Nos miramos con desesperación, como buscando una explicación, una excusa o una razón valedera para que la Tierra se abriese en ese instante y nos tragase enteros, inmolándonos con Copa y todo. Sin embargo, la Tierra no se abría y nosotros seguíamos allí. La abolladura también...
(Uhhh... ¿Y ahora qué hacemos..? ¿Cómo le explicamos a Mangano..? ¿Y si le decimos que ya estaba así..? Qué sabe él si cuando Malbernat y Pachamé la agitaban en el micro que los trajo desde Ezeiza no la abollaron... O quizás ya estaba de antes y fue el Chango Cárdenas el año pasado, cuando festejaba con Racing; o el Negro Spencer el año anterior, cuando se la llevó Peñarol nada menos que contra el Real Madrid... Y hasta el Negro Pelé -¿por qué no?- pudo haber sido, él que la alzó dos veces con el Santos...)
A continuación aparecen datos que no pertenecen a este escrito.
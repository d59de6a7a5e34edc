//! Worker registry.

use std::collections::HashMap;
use std::sync::Arc;

use chrono::{DateTime, Duration, Utc};
use tokio::sync::{Mutex, RwLock};
use tracing::{debug, info, warn};

use fleetrun_core::{TaskId, Worker, WorkerCapability, WorkerId, WorkerStatus};
use fleetrun_proto::HeartbeatRequest;

/// Shared handle to one worker record.
pub type WorkerHandle = Arc<Mutex<Worker>>;

/// Result of processing a heartbeat.
#[derive(Debug, Clone, Default)]
pub struct HeartbeatOutcome {
    /// The worker was expired or unknown and has been registered afresh.
    pub readmitted: bool,

    /// Tasks the registry believes the worker holds.
    pub held: Vec<TaskId>,

    /// Tasks the worker reported running that it does not hold.
    pub unassigned: Vec<TaskId>,

    /// Held tasks the worker did not report.
    pub unreported: Vec<TaskId>,
}

impl HeartbeatOutcome {
    fn new(readmitted: bool, worker: &Worker, reported: &[TaskId]) -> Self {
        let unassigned = reported
            .iter()
            .filter(|task_id| !worker.current_tasks.contains(*task_id))
            .cloned()
            .collect();
        let unreported = worker
            .current_tasks
            .iter()
            .filter(|task_id| !reported.contains(*task_id))
            .cloned()
            .collect();
        Self {
            readmitted,
            held: worker.current_tasks.iter().cloned().collect(),
            unassigned,
            unreported,
        }
    }
}

/// Tasks taken back from a worker the liveness monitor expired.
#[derive(Debug, Clone)]
pub struct ExpiredWorker {
    pub worker_id: WorkerId,
    pub held: Vec<TaskId>,
}

/// Registry of known workers.
///
/// Worker records are never persisted; after a restart workers re-register
/// through their next heartbeat.
#[derive(Default)]
pub struct WorkerRegistry {
    workers: RwLock<HashMap<WorkerId, WorkerHandle>>,
}

impl WorkerRegistry {
    pub fn new() -> Self {
        Self::default()
    }

    /// Register a new worker. It starts IDLE with a fresh heartbeat.
    pub async fn register(&self, capability: WorkerCapability, now: DateTime<Utc>) -> WorkerId {
        let worker_id = WorkerId::generate();
        info!(
            worker_id = %worker_id,
            hostname = %capability.hostname,
            tags = ?capability.tags,
            max_concurrent_tasks = capability.max_concurrent_tasks,
            "Worker registered"
        );

        let worker = Worker::new(worker_id.clone(), capability, now);
        self.workers
            .write()
            .await
            .insert(worker_id.clone(), Arc::new(Mutex::new(worker)));
        worker_id
    }

    pub async fn get(&self, worker_id: &WorkerId) -> Option<WorkerHandle> {
        self.workers.read().await.get(worker_id).cloned()
    }

    /// Refresh a worker's liveness.
    ///
    /// An unreachable worker, or one already purged, is re-admitted under the
    /// same id with an empty task set. Its previous tasks were reclaimed when
    /// it expired. A capability in the heartbeat replaces the recorded one,
    /// so a purged worker comes back with its tags and slots.
    pub async fn heartbeat(
        &self,
        worker_id: &WorkerId,
        request: &HeartbeatRequest,
        now: DateTime<Utc>,
    ) -> HeartbeatOutcome {
        let reported_tasks = request.reported_tasks();

        let handle = match self.get(worker_id).await {
            Some(handle) => handle,
            None => {
                let capability = match &request.capability {
                    Some(capability) => capability.clone(),
                    None => {
                        warn!(worker_id = %worker_id, "Re-admitting unknown worker without a capability");
                        WorkerCapability::default()
                    }
                };
                warn!(
                    worker_id = %worker_id,
                    hostname = %capability.hostname,
                    tags = ?capability.tags,
                    "Heartbeat from unknown worker, re-admitting"
                );
                let worker = Worker::new(worker_id.clone(), capability, now);
                let handle = Arc::new(Mutex::new(worker));
                let mut workers = self.workers.write().await;
                let handle = workers.entry(worker_id.clone()).or_insert(handle).clone();
                drop(workers);
                let mut worker = handle.lock().await;
                worker.touch(now);
                return HeartbeatOutcome::new(true, &worker, &reported_tasks);
            }
        };

        let mut worker = handle.lock().await;
        let readmitted = worker.status == WorkerStatus::Unreachable;
        if readmitted {
            warn!(worker_id = %worker_id, "Heartbeat from unreachable worker, re-admitting");
            worker.readmit(now);
        } else {
            worker.touch(now);
        }
        if let Some(capability) = &request.capability {
            if capability != &worker.capability {
                debug!(worker_id = %worker_id, tags = ?capability.tags, "Worker capability updated");
                worker.capability = capability.clone();
            }
        }

        let reported = request.status;
        if reported != worker.status && reported != WorkerStatus::Unreachable {
            debug!(
                worker_id = %worker_id,
                reported = %reported,
                recorded = %worker.status,
                "Worker status differs from assignment record"
            );
        }

        let outcome = HeartbeatOutcome::new(readmitted, &worker, &reported_tasks);
        if !outcome.unassigned.is_empty() || !outcome.unreported.is_empty() {
            debug!(
                worker_id = %worker_id,
                unassigned = ?outcome.unassigned,
                unreported = ?outcome.unreported,
                "Worker's running tasks differ from assignment record"
            );
        }
        outcome
    }

    /// Drop a task from a worker's held set and update its counters.
    ///
    /// `outcome` is `Some(true)` for a success, `Some(false)` for a failure
    /// and `None` when the task was taken away without a report.
    pub async fn release(
        &self,
        worker_id: &WorkerId,
        task_id: &TaskId,
        outcome: Option<bool>,
    ) -> bool {
        let Some(handle) = self.get(worker_id).await else {
            return false;
        };
        let mut worker = handle.lock().await;
        let removed = worker.release(task_id);
        if removed {
            match outcome {
                Some(true) => worker.completed_count += 1,
                Some(false) => worker.failed_count += 1,
                None => {}
            }
        }
        removed
    }

    /// Copy of every worker record, oldest registration first.
    pub async fn snapshot(&self) -> Vec<Worker> {
        let handles: Vec<WorkerHandle> = self.workers.read().await.values().cloned().collect();
        let mut workers = Vec::with_capacity(handles.len());
        for handle in handles {
            workers.push(handle.lock().await.clone());
        }
        workers.sort_by(|a, b| {
            a.registered_at
                .cmp(&b.registered_at)
                .then_with(|| a.id.cmp(&b.id))
        });
        workers
    }

    /// Mark workers silent for longer than `timeout` as unreachable.
    ///
    /// Returns the tasks each expired worker held so they can be reclaimed.
    pub async fn expire(&self, now: DateTime<Utc>, timeout: Duration) -> Vec<ExpiredWorker> {
        let handles: Vec<WorkerHandle> = self.workers.read().await.values().cloned().collect();
        let mut expired = Vec::new();

        for handle in handles {
            let mut worker = handle.lock().await;
            if worker.status == WorkerStatus::Unreachable || !worker.is_expired(now, timeout) {
                continue;
            }
            let held = worker.mark_unreachable(now);
            warn!(
                worker_id = %worker.id,
                last_heartbeat = %worker.last_heartbeat_at,
                held_tasks = held.len(),
                "Worker missed heartbeats, marking unreachable"
            );
            expired.push(ExpiredWorker {
                worker_id: worker.id.clone(),
                held,
            });
        }

        expired
    }

    /// Remove workers that have been unreachable for longer than `after`.
    pub async fn purge(&self, now: DateTime<Utc>, after: Duration) -> Vec<WorkerId> {
        let mut workers = self.workers.write().await;
        let mut purged = Vec::new();

        for (worker_id, handle) in workers.iter() {
            let worker = handle.lock().await;
            if let Some(since) = worker.unreachable_since {
                if worker.status == WorkerStatus::Unreachable
                    && now.signed_duration_since(since) > after
                {
                    purged.push(worker_id.clone());
                }
            }
        }

        for worker_id in &purged {
            workers.remove(worker_id);
            info!(worker_id = %worker_id, "Unreachable worker removed");
        }
        purged
    }

    pub async fn len(&self) -> usize {
        self.workers.read().await.len()
    }

    pub async fn is_empty(&self) -> bool {
        self.len().await == 0
    }
}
—Dale, ché, tráiganla para acá que nosotros también queremos sacarnos una foto... —dijeron de pronto allá abajo.
El miedo, la mayoría de las veces, prescinde de las palabras. Sin decir nada bajamos al patio y, abrumados por el bochorno y la cobardía pero simulando la mayor naturalidad, entregamos la Copa a no sé quién, que la tomó y se la pasó a algún otro y, entre foto y foto, dale que va, la cuestión fue pasada por alto. Nadie advirtió el ultraje que acabábamos de perpetrar.
En la semana siguiente pasamos casi a diario por la vidriera de Montequín para ver otra vez la Copa, gozar de ese cosquilleo intransferible de felicidad y orgullo que de ella emanaba y sentir -también- cómo esa sublime sensación de satisfacción suprema se transformaba súbitamente en vergüenza y miedo al posar la vista sobre aquella infamante y obscena cicatriz que le habíamos propinado.
Los 40 años transcurridos desdibujan recuerdos, confunden imágenes y borronean precisiones, pero creo (creo, eh, me parece; no estoy muy seguro...) que el que la abolló fui yo.